By the late twentieth century, the area had become a wholesale and industrial district of trade-only showrooms, warehouses, and quiet neglect. But The Moore held on. While the neighborhood around it changed, emptied, and waited, the building remained tied to furniture, design, and the original purpose it was born to serve.
Enter Craig Robins
The turn came with Craig Robins. He founded the development firm Dacra in 1987 and made his name saving South Beach’s Art Deco buildings from demolition through the 1980s and 1990s. In the late nineties he crossed the bay and fixed his eyes on this forgotten neighborhood; around the year 2000 he set out to turn it into what is now the Miami Design District. His bet left no room for half measures: put art, design, and culture to work moving an entire neighborhood.
For the building, everything changed in 2005. Robins chose the Moore as the home of the first Design Miami/, the collectible design fair he co-founded that year, twinned with Art Basel.
Reborn as a cultural venue, the old furniture warehouse filled with collectors, designers, and curators from around the world. And that same year, it received the gesture that would mark it forever.
Elastika by Zaha Hadid

That gesture was Elastika, and the hand behind it belonged to one of the most singular figures in modern architecture. Zaha Hadid — Iraqi-born, London-trained — had become, just a year earlier, the first woman ever to win the Pritzker Prize, architecture’s highest honor. The “Queen of the Curve” bent steel and concrete into motion wherever she worked, from the Heydar Aliyev Center in Baku to Rome’s MAXXI museum to the London Aquatics Centre built for the 2012 Olympics — defying every right angle the profession held sacred.
“In a building defined by calm, classical geometry, Elastika was pure movement — a provocation suspended in mid-air.”
For The Moore she conceived something built to its exact measure. As the fair’s first Designer of the Year, she filled the building’s core with a permanent work of white, cartilaginous forms that stretch between the balconies across the four-story atrium, hanging over the central void. In a building defined by calm, classical geometry, Elastika was pure movement — a provocation suspended in mid-air.

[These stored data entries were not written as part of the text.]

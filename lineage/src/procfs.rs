//! Reads the processes that were already running from a procfs mount.


use crate::config::{AgentDetail, Config};
use crate::identity::{AgentIdentity, ProcessIdentity, ProcessTime};
use crate::{Error, ErrorKind, Result, SOURCE_PROCFS};

use log::{debug, warn};

use std::fs;
use std::path::Path;

/// USER_HZ is 100 on every Linux platform
const MS_PER_TICK: u64 = 10;
const START_TIME_FIELD: usize = 22;

#[derive(Debug, Clone, PartialEq, Eq)]
pub struct ProcEntry {
    pub pid: String,
    pub ppid: String,
    pub name: String,
    pub cwd: Option<String>,
    pub command_line: String,
    pub start_time: String,
    /// real, effective, saved, filesystem
    pub uids: [String; 4],
    pub gids: [String; 4],
    /// fd number to link target
    pub fds: Vec<(String, String)>,
}

impl ProcEntry {
    pub fn identity(&self, config: &Config) -> ProcessIdentity {
        ProcessIdentity {
            pid: self.pid.clone(),
            ppid: Some(self.ppid.clone()),
            name: Some(self.name.clone()),
            cwd: self.cwd.clone(),
            command_line: Some(self.command_line.clone()),
            time: Some(ProcessTime::Start(self.start_time.clone())),
            ns_pid: None,
            exe: None,
            unit_id: config.unit_id(),
            source: SOURCE_PROCFS.to_string(),
        }
    }

    pub fn agent(&self, detail: AgentDetail) -> AgentIdentity {
        let [uid, euid, suid, fsuid] = self.uids.clone();
        let [gid, egid, sgid, fsgid] = self.gids.clone();
        let mut agent = AgentIdentity::simple(uid, euid, gid, egid);
        if let AgentDetail::Complete = detail {
            agent.suid = Some(suid);
            agent.fsuid = Some(fsuid);
            agent.sgid = Some(sgid);
            agent.fsgid = Some(fsgid);
        }
        agent
    }
}

fn malformed<S: Into<String>>(msg: S) -> Error {
    Error::new(ErrorKind::MalformedProc, msg.into())
}

/// Boot time in milliseconds, from the `btime` line of `/proc/stat`.
pub fn parse_boot_time(stat: &str) -> Result<u64> {
    stat.lines()
        .find_map(|line| {
            let mut tokens = line.split_whitespace();
            match tokens.next() {
                Some("btime") => tokens.next(),
                _ => None,
            }
        })
        .and_then(|secs| secs.parse::<u64>().ok())
        .map(|secs| secs * 1000)
        .ok_or_else(|| malformed("no btime in stat"))
}

/// Start time in clock ticks after boot, field 22 of `/proc/<pid>/stat`.
pub fn parse_start_ticks(stat: &str) -> Result<u64> {
    // comm may contain spaces and parentheses, so fields are counted after the last ')'
    let rest = stat
        .rfind(')')
        .map(|idx| &stat[idx + 1..])
        .ok_or_else(|| malformed("no comm in stat"))?;
    rest.split_whitespace()
        .nth(START_TIME_FIELD - 3)
        .and_then(|ticks| ticks.parse::<u64>().ok())
        .ok_or_else(|| malformed("no start time in stat"))
}

#[derive(Debug, Default, PartialEq, Eq)]
pub struct Status {
    pub name: String,
    pub ppid: String,
    pub uids: [String; 4],
    pub gids: [String; 4],
}

fn ids(value: &str, key: &str) -> Result<[String; 4]> {
    let tokens: Vec<&str> = value.split_whitespace().collect();
    match tokens.as_slice() {
        [real, effective, saved, fs, ..] => Ok([
            real.to_string(),
            effective.to_string(),
            saved.to_string(),
            fs.to_string(),
        ]),
        _ => Err(malformed(format!("{} needs four ids: {:?}", key, value))),
    }
}

pub fn parse_status(status: &str) -> Result<Status> {
    let (mut name, mut ppid, mut uids, mut gids) = (None, None, None, None);
    for line in status.lines() {
        let mut parts = line.splitn(2, ':');
        let key = parts.next().unwrap_or("").trim().to_ascii_lowercase();
        let value = parts.next().unwrap_or("").trim();
        match key.as_str() {
            "name" => name = Some(value.to_string()),
            "ppid" => ppid = Some(value.to_string()),
            "uid" => uids = Some(ids(value, "Uid")?),
            "gid" => gids = Some(ids(value, "Gid")?),
            _ => continue,
        }
        if name.is_some() && ppid.is_some() && uids.is_some() && gids.is_some() {
            break;
        }
    }
    Ok(Status {
        name: name.ok_or_else(|| malformed("no Name in status"))?,
        ppid: ppid.ok_or_else(|| malformed("no PPid in status"))?,
        uids: uids.ok_or_else(|| malformed("no Uid in status"))?,
        gids: gids.ok_or_else(|| malformed("no Gid in status"))?,
    })
}

/// Arguments are NUL separated; double quotes are swapped for single ones.
pub fn parse_cmdline(raw: &[u8]) -> String {
    String::from_utf8_lossy(raw)
        .replace('\0', " ")
        .replace('"', "'")
        .trim()
        .to_string()
}

fn read_fds(dir: &Path) -> Vec<(String, String)> {
    let entries = match fs::read_dir(dir) {
        Ok(entries) => entries,
        Err(e) => {
            debug!("Cannot list {}: {}", dir.display(), e);
            return vec![];
        }
    };
    let mut fds: Vec<(String, String)> = entries
        .filter_map(|entry| entry.ok())
        .filter_map(|entry| {
            let fd = entry.file_name().to_string_lossy().into_owned();
            let target = fs::read_link(entry.path()).ok()?;
            let target = target.to_string_lossy().into_owned();
            if target.is_empty() {
                None
            } else {
                Some((fd, target))
            }
        })
        .collect();
    fds.sort();
    fds
}

pub fn read_entry(root: &Path, pid: &str, boot_ms: u64) -> Result<ProcEntry> {
    let dir = root.join(pid);
    let status = parse_status(&fs::read_to_string(dir.join("status"))?)?;
    let ticks = parse_start_ticks(&fs::read_to_string(dir.join("stat"))?)?;
    let command_line = parse_cmdline(&fs::read(dir.join("cmdline"))?);
    let cwd = fs::read_link(dir.join("cwd"))
        .ok()
        .map(|cwd| cwd.to_string_lossy().into_owned());

    Ok(ProcEntry {
        pid: pid.to_string(),
        ppid: status.ppid,
        name: status.name,
        cwd,
        command_line,
        start_time: (boot_ms + ticks * MS_PER_TICK).to_string(),
        uids: status.uids,
        gids: status.gids,
        fds: read_fds(&dir.join("fd")),
    })
}

/// Every numeric directory under `root`. Pids that vanish or cannot be read are skipped.
pub fn scan(root: &Path) -> Result<Vec<ProcEntry>> {
    let boot_ms = parse_boot_time(&fs::read_to_string(root.join("stat"))?)?;

    let mut entries = vec![];
    for dir in fs::read_dir(root)? {
        let dir = dir?;
        let pid = dir.file_name().to_string_lossy().into_owned();
        if pid.parse::<u32>().is_err() || !dir.path().is_dir() {
            continue;
        }
        match read_entry(root, &pid, boot_ms) {
            Ok(entry) => entries.push(entry),
            Err(e) => warn!("Skipping pid {} under {}: {}", pid, root.display(), e),
        }
    }
    entries.sort_by_key(|entry| entry.pid.parse::<u32>().unwrap_or(u32::MAX));
    Ok(entries)
}

mod provenance;
pub use provenance::*;

use async_std::channel::Receiver;

use lineage::{Engine, Event, GraphSink, HistoryStore, Syscall};

use log::{debug, error, info};

/// Feeds every event from `log_rx` into the engine until the channel closes. Events
/// the engine fails on are logged and skipped. Returns how many events left a trace.
pub async fn construct<S, K>(log_rx: Receiver<(Syscall, Event)>, engine: &mut Engine<S, K>) -> usize
where
    S: HistoryStore,
    K: GraphSink,
{
    let mut handled = 0;
    while let Ok((syscall, event)) = log_rx.recv().await {
        match engine.handle(syscall, &event) {
            Ok(true) => handled += 1,
            Ok(false) => debug!("{} event {:?} ignored", syscall, event.event_id()),
            Err(e) => error!(
                "Failed to handle {} event {:?}: {}",
                syscall,
                event.event_id(),
                e
            ),
        }
    }
    info!("Event stream closed after {} handled events", handled);
    handled
}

And there’s a quieter coda. Hadid fell for Miami, kept an apartment on South Beach, and came to call the city a second home. It was here, in 2016 — eleven years after Elastika first stretched across the atrium — that she died suddenly, at 65. Her sculpture remains exactly where she left it: still the beating heart of the building she chose to mark.
A New Century, New Stewards
Two decades after Elastika first drew the world’s collectors into its atrium, the building was ready to be reimagined again. WoodHouse — the Texas-based hospitality group founded by Brady Wood — stepped in as its new steward and led a full restoration. In 2024, it reopened as The Moore: a cultural house inside one of the Design District’s most storied structures.
Across nearly 90,000 square feet, it now brings together a private members club, a Michelin Key boutique hotel, workspaces, and exhibition spaces across four floors — with Hadid’s sculpture still presiding over the atrium. The interiors, by ICRAVE and Studio Collective, did not bury the building’s history; they placed it in conversation with the present, preserving the sculpture, the atrium light, and the subtle echoes of its pineapple-farm past.
The ground floor — the building’s public face — carries that story into the present. In late 2025, Torno Subito opened beneath Hadid’s suspended forms, bringing Massimo Bottura’s only U.S. restaurant into The Moore. His playful take on Italian cooking now meets Miami’s color, rhythm, and appetite for spectacle — another layer in a building built on reinvention.
“The building that was born to show what was coming is still, true to its nature, doing exactly that.”
The Next Chapter
A century after its first stone, The Moore remains an anchor for cultural shifts. As Front Row steps into this hundred-year story, it brings a sharp, contemporary lens to a heritage built on bold bets. What once showcased the modern vanguard now frames a new generation of ideas and cultural dialogue. The building that was born to show what was coming is still, true to its nature, doing exactly that.